Droplets in the Ocean
by Lori Heine

Those in any majority tend not to regard minorities as complete human beings. We want order, and safety, and prosperity, and peace just as much as anyone else. We are individuals, and we each need to be recognized as such. Instead, all too often, we are treated only as a vast, undifferentiated mass.

Those who think of people this way wish to control them. We are more easily controllable as a group than we are as individuals, each with our own desires and opinions and perspective and purpose. Individuals are messy, and a mass of us can be unwieldy.

But what sort of a world will we live in if the individual has no place? Ultimately the powers-that-be will find us easier to manage as one huge, single group. One tiny droplet in the ocean – one human person – will come to mean almost nothing. The few groups into which we are lumped may eventually be forced to meld together – into one gigantic lump – to have any voice at all considered worth hearing – or even capable of being heard. That, as a person, you or I might be Black, or Latino, or gay, or physically challenged, or intellectually gifted will come to mean nothing more than that the powerful need to protect us – which they will do, increasingly, by attempting to control our every thought, feeling and decision.

The honcho of British Petroleum who said that BP cared about “the small people” revealed more than he realized. True, he is Swedish, and does not speak English very well. But he touched off a firestorm because, however unwittingly, he spoke the truth. To powerful people like him – people who play with human lives as if we were pawns on a chessboard – we are “the small people.”

The oceans themselves are now under siege. Another BP hotshot dismissed the poisoning of the Gulf of Mexico by the oil spill as insignificant because there is – really – so much ocean left to pollute. They haven’t trashed it all yet, so what are we worried about? He seemed incapable of understanding that each droplet of that water – like each human life touched (and perhaps forever altered) by the tragedy – is irreplaceable and utterly priceless.

Each of us is of infinite value to God. People of faith must ceaselessly, tirelessly stand to remind the world that THERE ARE NO SMALL PEOPLE. There are only small minds and shriveled souls who find it inconvenient to acknowledge us. They try to shrink our minds and shrivel our souls by persuading us to care only about those who are most like us and telling us we may ignore everyone else. But this is not God’s way, because the God Who lovingly crafted each of us into an individual never tires of celebrating you – and me – and him – and her. We must keep alive that celebration by cherishing the diversity of people on every continent, as well as that of life in every ocean.

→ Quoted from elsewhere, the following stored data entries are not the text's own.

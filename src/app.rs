//! Core application state and logic for the maze game.

use std::path::Path;

use color_eyre::eyre::Result;
use log::{debug, info, warn};
use ratatui::DefaultTerminal;

use crate::{
    config::Config,
    events,
    file_loader::{self, LoadError, MapFile},
    grid::Grid,
    session::{Direction, MazeSession},
    types::{LoadMenuItem, Screen, Status},
    ui,
};

/// Application state container for the maze game.
///
/// This structure holds the state of the application, which is to say the structure from which
/// Ratatui will render the game and Crossterm events will help writing to.
pub struct App {
    /// Application exit flag.
    ///
    /// This field indicates whether the application should exit. It is set to `true` when the user
    /// wants to quit the game but it starts off `false`.
    pub(crate) exit: bool,
    /// Current screen being displayed to the user.
    pub(crate) screen: Screen,
    /// Command line options the application was started with.
    pub(crate) config: Config,
    /// Currently loaded maze, if any.
    ///
    /// This field is `None` until a map loads successfully and while a session is being played,
    /// since the session owns the grid for its duration.
    pub(crate) grid: Option<Grid>,
    /// File name of the loaded maze.
    pub(crate) grid_name: Option<String>,
    /// Result of the last load attempt.
    pub(crate) status: Option<Status>,
    /// Session being played on the in-game screen.
    pub(crate) session: Option<MazeSession>,
    /// Whether the completion notice is shown.
    ///
    /// This field is raised by the input that completes the maze and lowered when the session is
    /// closed.
    pub(crate) notice: bool,
    /// Map files listed by the file dialog.
    ///
    /// This field is refreshed from the configured directory every time the dialog is opened.
    pub(crate) files: Vec<MapFile>,
    /// Index into [`files`](App::files) of the entry under the cursor.
    pub(crate) selected: usize,
    /// Scrolling offset for the file list viewport.
    ///
    /// This field holds the offset by which to scroll the sliding window into the
    /// [`files`](App::files) vector in the file dialog's viewport.
    pub(crate) viewport_offset: usize,
    /// Height of the file list rendering area.
    ///
    /// This field holds the height of the area in which the list of files is being rendered as a
    /// measure of terminal cells during the last redraw of the on-screen frame.
    pub(crate) viewport_height: usize,
}

impl Default for App {
    fn default() -> Self {
        Self::new(Config::default())
    }
}

impl App {
    /// Creates a new instance of the App structure from the command line options.
    ///
    /// When a map is given in the options it is loaded right away. A failure to do so is reported
    /// on the load menu's status line rather than returned.
    #[must_use]
    pub fn new(config: Config) -> Self {
        let preload = config.map.clone();
        let mut app = Self {
            exit: false,
            screen: Screen::LoadMenu(LoadMenuItem::LoadMap),
            config,
            grid: None,
            grid_name: None,
            status: None,
            session: None,
            notice: false,
            files: Vec::new(),
            selected: 0,
            viewport_offset: 0,
            viewport_height: 0,
        };

        if let Some(path) = preload {
            if app.load(&path) {
                app.screen = Screen::LoadMenu(LoadMenuItem::StartGame);
            }
        }

        app
    }

    /// Runs the main loop of the application.
    ///
    /// This function handles user input and updates the application state. The loop continues until
    /// the exit condition is `true`, after which the function returns to the call site.
    ///
    /// # Errors
    ///
    /// - [`std::io::Error`]
    pub fn run(&mut self, terminal: &mut DefaultTerminal) -> Result<()> {
        while !self.exit {
            let _ = terminal
                .try_draw(|frame| ui::draw(self, frame).map_err(std::io::Error::other))?;
            events::handle_events(self)?;
        }

        Ok(())
    }

    /// Loads the map at `path` and records the outcome on the status line.
    ///
    /// A file that cannot be read leaves any previously loaded map in place. A file that is read
    /// but fails to parse clears it, so the game cannot be started until a valid map is loaded.
    /// Returns whether the map was loaded.
    pub(crate) fn load(&mut self, path: &Path) -> bool {
        let name = path.file_name().map_or_else(
            || path.display().to_string(),
            |name| name.to_string_lossy().into_owned(),
        );

        match file_loader::load_map(path) {
            Ok(grid) => {
                self.grid = Some(grid);
                self.grid_name = Some(name.clone());
                self.status = Some(Status::Loaded(name));
                true
            }
            Err(err @ LoadError::FileAccess { .. }) => {
                warn!("{err}");
                self.status = Some(Status::Failed(err.to_string()));
                false
            }
            Err(err @ LoadError::Parse { .. }) => {
                warn!("{err}");
                self.grid = None;
                self.grid_name = None;
                self.status = Some(Status::Failed(err.to_string()));
                false
            }
        }
    }

    /// Refreshes the file dialog's list from the configured directory.
    ///
    /// A directory that cannot be listed leaves the list empty and is reported on the status
    /// line.
    pub(crate) fn refresh_files(&mut self) {
        self.files = match file_loader::fetch_files(&self.config.dir, &self.config.extension) {
            Ok(files) => files,
            Err(err) => {
                warn!("failed to list {}: {err}", self.config.dir.display());
                self.status = Some(Status::Failed(format!(
                    "cannot list {}: {err}",
                    self.config.dir.display()
                )));
                Vec::new()
            }
        };
        self.selected = 0;
        self.viewport_offset = 0;
    }

    /// Starts a session on the loaded map.
    ///
    /// The grid moves into the session. Returns `false` without changing anything when no map is
    /// loaded.
    pub(crate) fn start(&mut self) -> bool {
        let Some(grid) = self.grid.take() else {
            return false;
        };

        self.session = Some(MazeSession::new(grid));
        self.screen = Screen::InGame;
        true
    }

    /// Forwards a direction input to the running session.
    ///
    /// Raises the completion notice when this input completes the maze.
    pub(crate) fn steer(&mut self, direction: Direction) {
        let Some(session) = self.session.as_mut() else {
            return;
        };

        if session.handle_direction(direction).completed {
            debug!("showing completion notice");
            self.notice = true;
        }
    }

    /// Ends the running session and takes the grid back so it can be played again.
    pub(crate) fn close_session(&mut self) {
        if let Some(session) = self.session.take() {
            if !session.is_won() {
                info!("session abandoned");
            }
            self.grid = Some(session.into_grid());
        }
        self.notice = false;
        self.screen = Screen::LoadMenu(LoadMenuItem::StartGame);
    }
}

As LGBT Christians, we understand this almost instinctively. We might be on the verge of a new era, in which life on earth is celebrated as never before – or on the edge of an abyss into which those who lust for power and money will selfishly push us all. I believe that God has given us a unique ability to speak out about the choices now before us, and about how crucial it is that we make the right choice. The time to speak up, however, is definitely now. If we wait too long to use our voices, we may lose them.